The whole thing is well worth listening to, if only for Raimi talking about what Bruce Campbell was like as a young man, but the discussion of Spider-Man 3 and its failings starts around the 1:04:40 mark, where Raimi says:
Working in that big budget arena, with so much at stake, with much beloved characters that Stan Lee created, people really hold them so dear to them that you don't want to mess up and I messed up with that third Spider-Man. People hated me for years. They still hate me for it.
... It's a movie that just didn't work very well. I tried to make it work, but I didn't really believe in all the characters, and so that can't be hidden from people who loved Spider-Man. If the director doesn't love something, it's wrong of them to make it when so many other people love it.
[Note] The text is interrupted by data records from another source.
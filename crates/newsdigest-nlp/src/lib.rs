//! Summarization and sentiment classification for scraped articles.
//!
//! Two interchangeable backends implement the [`Summarizer`] and
//! [`SentimentClassifier`] traits: a remote model inference endpoint and an
//! offline lexicon backend used in development and tests.

pub mod error;
pub mod inference;
pub mod lexicon;

use std::fmt;
use std::sync::Arc;

use async_trait::async_trait;
use newsdigest_core::{AppConfig, NlpBackend, Sentiment};

pub use error::NlpError;
pub use inference::{InferenceClassifier, InferenceClient, InferenceSummarizer};
pub use lexicon::{lexicon_score, LeadSummarizer, LexiconClassifier};

/// Content shorter than this (in characters) is not worth summarizing.
pub const MIN_INPUT_CHARS: usize = 30;

/// Produces an abstractive summary of article text.
#[async_trait]
pub trait Summarizer: Send + Sync + fmt::Debug {
    /// # Errors
    ///
    /// Returns [`NlpError::InputTooShort`] for empty or very short text, or a
    /// backend-specific error if the model call fails.
    async fn summarize(&self, text: &str) -> Result<String, NlpError>;
}

/// Assigns a three-way sentiment label with a confidence score.
#[async_trait]
pub trait SentimentClassifier: Send + Sync + fmt::Debug {
    /// # Errors
    ///
    /// Returns an error if the text is empty, the model call fails, or the
    /// model answers with a label outside the known set.
    async fn classify(&self, text: &str) -> Result<Sentiment, NlpError>;
}

/// The summarizer/classifier pair selected by configuration.
#[derive(Debug, Clone)]
pub struct NlpBackends {
    pub summarizer: Arc<dyn Summarizer>,
    pub classifier: Arc<dyn SentimentClassifier>,
}

/// Build the configured NLP backends.
///
/// # Errors
///
/// Returns [`NlpError::Http`] if the inference HTTP client cannot be built.
pub fn build_backends(config: &AppConfig) -> Result<NlpBackends, NlpError> {
    let min = usize::try_from(config.summary_min_length).unwrap_or(usize::MAX);
    let max = usize::try_from(config.summary_max_length).unwrap_or(usize::MAX);

    match (&config.nlp_backend, config.inference_url.as_deref()) {
        (NlpBackend::Inference, Some(url)) => {
            let client = Arc::new(InferenceClient::new(
                url,
                config.inference_api_key.clone(),
            )?);
            Ok(NlpBackends {
                summarizer: Arc::new(InferenceSummarizer::new(
                    Arc::clone(&client),
                    &config.summary_model,
                    config.summary_min_length,
                    config.summary_max_length,
                )),
                classifier: Arc::new(InferenceClassifier::new(client, &config.sentiment_model)),
            })
        }
        (NlpBackend::Inference, None) => {
            tracing::warn!("inference backend selected without a URL; using lexicon backend");
            Ok(lexicon_backends(min, max))
        }
        (NlpBackend::Lexicon, _) => Ok(lexicon_backends(min, max)),
    }
}

fn lexicon_backends(min_words: usize, max_words: usize) -> NlpBackends {
    NlpBackends {
        summarizer: Arc::new(LeadSummarizer::new(min_words, max_words)),
        classifier: Arc::new(LexiconClassifier),
    }
}

/// Reject text that is empty or shorter than [`MIN_INPUT_CHARS`].
pub(crate) fn ensure_summarizable(text: &str) -> Result<(), NlpError> {
    let chars = text.trim().chars().count();
    if chars < MIN_INPUT_CHARS {
        return Err(NlpError::InputTooShort {
            chars,
            min: MIN_INPUT_CHARS,
        });
    }
    Ok(())
}

/// Truncate to at most `max_chars` characters on a char boundary.
pub(crate) fn truncate_chars(text: &str, max_chars: usize) -> &str {
    match text.char_indices().nth(max_chars) {
        Some((idx, _)) => &text[..idx],
        None => text,
    }
}

#[cfg(test)]
mod tests {
    use super::*;

    #[test]
    fn short_input_is_rejected() {
        let err = ensure_summarizable("   too short   ").unwrap_err();
        assert!(
            matches!(err, NlpError::InputTooShort { chars: 9, min: 30 }),
            "got: {err:?}"
        );
        assert!(ensure_summarizable("").is_err());
    }

    #[test]
    fn long_enough_input_is_accepted() {
        assert!(ensure_summarizable(&"가".repeat(MIN_INPUT_CHARS)).is_ok());
    }

    #[test]
    fn truncate_respects_char_boundaries() {
        assert_eq!(truncate_chars("한국어 기사", 3), "한국어");
        assert_eq!(truncate_chars("abc", 10), "abc");
    }
}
He's probably talking about the inclusion of Venom, which was added to the film at the studio's insistence. It's interesting of Raimi to basically say that he should never have worked on a movie that included major characters he didn't like. In a way, he's almost conceding that he sort of checked out in the third movie and it was clear to everyone. (Although, elsewhere in the podcast, Raimi does say that he was never exhausted by all the work.)
Host Chris Hardwick then says that it must be hard to get to the third movie, where the origin story's been done and now everyone wants to see the second movie topped. Raimi responds:
I think [raising the stakes] was the thinking going into it, and I think that's what doomed us. I should've just stuck with the characters and the relationships and progressed them to the next step and not tried to top the bar. I think that was my mistake.
It's also nice to see Raimi owning up to his part in the film's problems and have a bit of a sense of humor about it. When he's asked, after saying people hate him for it, what people say to him, Raimi says, "We hate you." It's clearly in a joking manner, and he's not harboring any malice towards people for hating the film. He jokes about it again later:
Raimi: Directors don't like to talk about their bad films.
Hardwick: I don't think that 'bad' is the right word.
Raimi: Awful.
That's both an admission of Spider-Man 3's very obvious problems and a self-deprecating joke. Well done, Sam Raimi.
Of course, he's less sanguine about a more recent bad film, Oz the Great and Powerful, saying about it only, "I did the best I could." Maybe in a couple of years he'll dissect what went wrong with that as well as he does for Spider-Man 3.